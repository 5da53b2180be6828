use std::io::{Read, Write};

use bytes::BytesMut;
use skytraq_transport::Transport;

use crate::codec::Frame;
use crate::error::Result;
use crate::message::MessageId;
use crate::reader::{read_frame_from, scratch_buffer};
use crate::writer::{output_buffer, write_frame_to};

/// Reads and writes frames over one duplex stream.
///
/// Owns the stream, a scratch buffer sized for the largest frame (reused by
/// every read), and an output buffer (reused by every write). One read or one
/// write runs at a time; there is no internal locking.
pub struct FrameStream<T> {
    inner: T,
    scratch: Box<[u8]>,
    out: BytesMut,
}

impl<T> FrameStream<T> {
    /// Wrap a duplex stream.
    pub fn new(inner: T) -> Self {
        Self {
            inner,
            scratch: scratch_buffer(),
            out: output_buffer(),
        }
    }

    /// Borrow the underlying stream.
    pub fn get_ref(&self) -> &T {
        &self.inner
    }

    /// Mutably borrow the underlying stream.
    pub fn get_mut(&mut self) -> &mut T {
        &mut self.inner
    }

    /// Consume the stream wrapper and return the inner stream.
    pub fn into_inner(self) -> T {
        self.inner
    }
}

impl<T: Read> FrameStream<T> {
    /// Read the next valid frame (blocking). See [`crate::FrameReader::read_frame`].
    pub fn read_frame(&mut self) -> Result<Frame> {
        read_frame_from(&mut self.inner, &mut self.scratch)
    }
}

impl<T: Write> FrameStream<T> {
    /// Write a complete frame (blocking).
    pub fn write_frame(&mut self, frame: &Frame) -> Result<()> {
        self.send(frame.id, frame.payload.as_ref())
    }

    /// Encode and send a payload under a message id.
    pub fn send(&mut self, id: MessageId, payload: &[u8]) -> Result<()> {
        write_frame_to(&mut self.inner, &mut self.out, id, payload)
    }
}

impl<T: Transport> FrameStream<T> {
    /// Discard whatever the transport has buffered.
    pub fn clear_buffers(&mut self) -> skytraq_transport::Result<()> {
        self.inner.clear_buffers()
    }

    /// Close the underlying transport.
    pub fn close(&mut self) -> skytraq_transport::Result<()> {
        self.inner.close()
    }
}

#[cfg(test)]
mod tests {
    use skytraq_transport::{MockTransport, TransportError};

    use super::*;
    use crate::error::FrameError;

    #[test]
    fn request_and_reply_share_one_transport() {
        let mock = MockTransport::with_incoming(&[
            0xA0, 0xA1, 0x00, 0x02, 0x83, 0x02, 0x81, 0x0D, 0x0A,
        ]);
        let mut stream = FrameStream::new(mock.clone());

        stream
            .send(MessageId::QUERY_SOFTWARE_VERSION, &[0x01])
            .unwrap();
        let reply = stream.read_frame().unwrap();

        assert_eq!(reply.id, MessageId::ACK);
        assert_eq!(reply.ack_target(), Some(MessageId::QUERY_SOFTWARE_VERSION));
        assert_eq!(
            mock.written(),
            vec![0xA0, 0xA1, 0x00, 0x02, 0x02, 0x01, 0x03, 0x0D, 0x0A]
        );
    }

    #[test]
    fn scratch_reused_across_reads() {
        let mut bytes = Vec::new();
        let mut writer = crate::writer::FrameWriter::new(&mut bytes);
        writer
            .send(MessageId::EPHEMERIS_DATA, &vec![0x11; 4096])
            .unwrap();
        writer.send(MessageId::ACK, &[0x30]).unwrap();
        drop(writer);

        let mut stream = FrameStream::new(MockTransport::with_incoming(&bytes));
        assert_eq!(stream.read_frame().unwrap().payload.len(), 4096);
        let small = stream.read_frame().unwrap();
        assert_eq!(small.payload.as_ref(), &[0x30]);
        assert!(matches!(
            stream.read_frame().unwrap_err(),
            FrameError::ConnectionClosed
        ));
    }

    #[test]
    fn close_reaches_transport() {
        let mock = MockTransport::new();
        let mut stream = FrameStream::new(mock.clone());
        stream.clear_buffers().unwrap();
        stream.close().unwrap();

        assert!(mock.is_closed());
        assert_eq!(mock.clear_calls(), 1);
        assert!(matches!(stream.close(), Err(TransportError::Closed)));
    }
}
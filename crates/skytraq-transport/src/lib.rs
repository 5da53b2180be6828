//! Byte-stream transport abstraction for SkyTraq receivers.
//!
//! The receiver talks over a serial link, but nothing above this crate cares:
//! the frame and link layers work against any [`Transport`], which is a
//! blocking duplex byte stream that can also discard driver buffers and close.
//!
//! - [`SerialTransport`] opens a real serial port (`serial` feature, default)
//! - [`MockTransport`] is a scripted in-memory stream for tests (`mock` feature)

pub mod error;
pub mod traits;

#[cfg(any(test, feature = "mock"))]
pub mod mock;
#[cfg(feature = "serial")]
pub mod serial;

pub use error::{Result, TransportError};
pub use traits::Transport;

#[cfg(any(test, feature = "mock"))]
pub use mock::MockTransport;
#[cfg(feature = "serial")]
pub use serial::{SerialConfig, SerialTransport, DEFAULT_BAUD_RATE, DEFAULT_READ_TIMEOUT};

= = = =

What the task requires:
Would you write out the whole listing word for word?

Response:
repository 5da53b2180be6828
use std::io::{Read, Write};

use bytes::BytesMut;
use skytraq_transport::Transport;

use crate::codec::Frame;
use crate::error::Result;
use crate::message::MessageId;
use crate::reader::{read_frame_from, scratch_buffer};
use crate::writer::{output_buffer, write_frame_to};

/// Reads and writes frames over one duplex stream.
///
/// Owns the stream, a scratch buffer sized for the largest frame (reused by
/// every read), and an output buffer (reused by every write). One read or one
/// write runs at a time; there is no internal locking.
pub struct FrameStream<T> {
    inner: T,
    scratch: Box<[u8]>,
    out: BytesMut,
}

impl<T> FrameStream<T> {
    /// Wrap a duplex stream.
    pub fn new(inner: T) -> Self {
        Self {
            inner,
            scratch: scratch_buffer(),
            out: output_buffer(),
        }
    }

    /// Borrow the underlying stream.
    pub fn get_ref(&self) -> &T {
        &self.inner
    }

    /// Mutably borrow the underlying stream.
    pub fn get_mut(&mut self) -> &mut T {
        &mut self.inner
    }

    /// Consume the stream wrapper and return the inner stream.
    pub fn into_inner(self) -> T {
        self.inner
    }
}

impl<T: Read> FrameStream<T> {
    /// Read the next valid frame (blocking). See [`crate::FrameReader::read_frame`].
    pub fn read_frame(&mut self) -> Result<Frame> {
        read_frame_from(&mut self.inner, &mut self.scratch)
    }
}

impl<T: Write> FrameStream<T> {
    /// Write a complete frame (blocking).
    pub fn write_frame(&mut self, frame: &Frame) -> Result<()> {
        self.send(frame.id, frame.payload.as_ref())
    }

    /// Encode and send a payload under a message id.
    pub fn send(&mut self, id: MessageId, payload: &[u8]) -> Result<()> {
        write_frame_to(&mut self.inner, &mut self.out, id, payload)
    }
}

impl<T: Transport> FrameStream<T> {
    /// Discard whatever the transport has buffered.
    pub fn clear_buffers(&mut self) -> skytraq_transport::Result<()> {
        self.inner.clear_buffers()
    }

    /// Close the underlying transport.
    pub fn close(&mut self) -> skytraq_transport::Result<()> {
        self.inner.close()
    }
}

#[cfg(test)]
mod tests {
    use skytraq_transport::{MockTransport, TransportError};

    use super::*;
    use crate::error::FrameError;

    #[test]
    fn request_and_reply_share_one_transport() {
        let mock = MockTransport::with_incoming(&[
            0xA0, 0xA1, 0x00, 0x02, 0x83, 0x02, 0x81, 0x0D, 0x0A,
        ]);
        let mut stream = FrameStream::new(mock.clone());

        stream
            .send(MessageId::QUERY_SOFTWARE_VERSION, &[0x01])
            .unwrap();
        let reply = stream.read_frame().unwrap();

        assert_eq!(reply.id, MessageId::ACK);
        assert_eq!(reply.ack_target(), Some(MessageId::QUERY_SOFTWARE_VERSION));
        assert_eq!(
            mock.written(),
            vec![0xA0, 0xA1, 0x00, 0x02, 0x02, 0x01, 0x03, 0x0D, 0x0A]
        );
    }

    #[test]
    fn scratch_reused_across_reads() {
        let mut bytes = Vec::new();
        let mut writer = crate::writer::FrameWriter::new(&mut bytes);
        writer
            .send(MessageId::EPHEMERIS_DATA, &vec![0x11; 4096])
            .unwrap();
        writer.send(MessageId::ACK, &[0x30]).unwrap();
        drop(writer);

        let mut stream = FrameStream::new(MockTransport::with_incoming(&bytes));
        assert_eq!(stream.read_frame().unwrap().payload.len(), 4096);
        let small = stream.read_frame().unwrap();
        assert_eq!(small.payload.as_ref(), &[0x30]);
        assert!(matches!(
            stream.read_frame().unwrap_err(),
            FrameError::ConnectionClosed
        ));
    }

    #[test]
    fn close_reaches_transport() {
        let mock = MockTransport::new();
        let mut stream = FrameStream::new(mock.clone());
        stream.clear_buffers().unwrap();
        stream.close().unwrap();

        assert!(mock.is_closed());
        assert_eq!(mock.clear_calls(), 1);
        assert!(matches!(stream.close(), Err(TransportError::Closed)));
    }
}
filename crates/skytraq-transport/src/lib.rs
repository 5da53b2180be6828
//! Byte-stream transport abstraction for SkyTraq receivers.
//!
//! The receiver talks over a serial link, but nothing above this crate cares:
//! the frame and link layers work against any [`Transport`], which is a
//! blocking duplex byte stream that can also discard driver buffers and close.
//!
//! - [`SerialTransport`] opens a real serial port (`serial` feature, default)
//! - [`MockTransport`] is a scripted in-memory stream for tests (`mock` feature)

pub mod error;
pub mod traits;

#[cfg(any(test, feature = "mock"))]
pub mod mock;
#[cfg(feature = "serial")]
pub mod serial;

pub use error::{Result, TransportError};
pub use traits::Transport;

#[cfg(any(test, feature = "mock"))]
pub use mock::MockTransport;
#[cfg(feature = "serial")]
pub use serial::{SerialConfig, SerialTransport, DEFAULT_BAUD_RATE, DEFAULT_READ_TIMEOUT};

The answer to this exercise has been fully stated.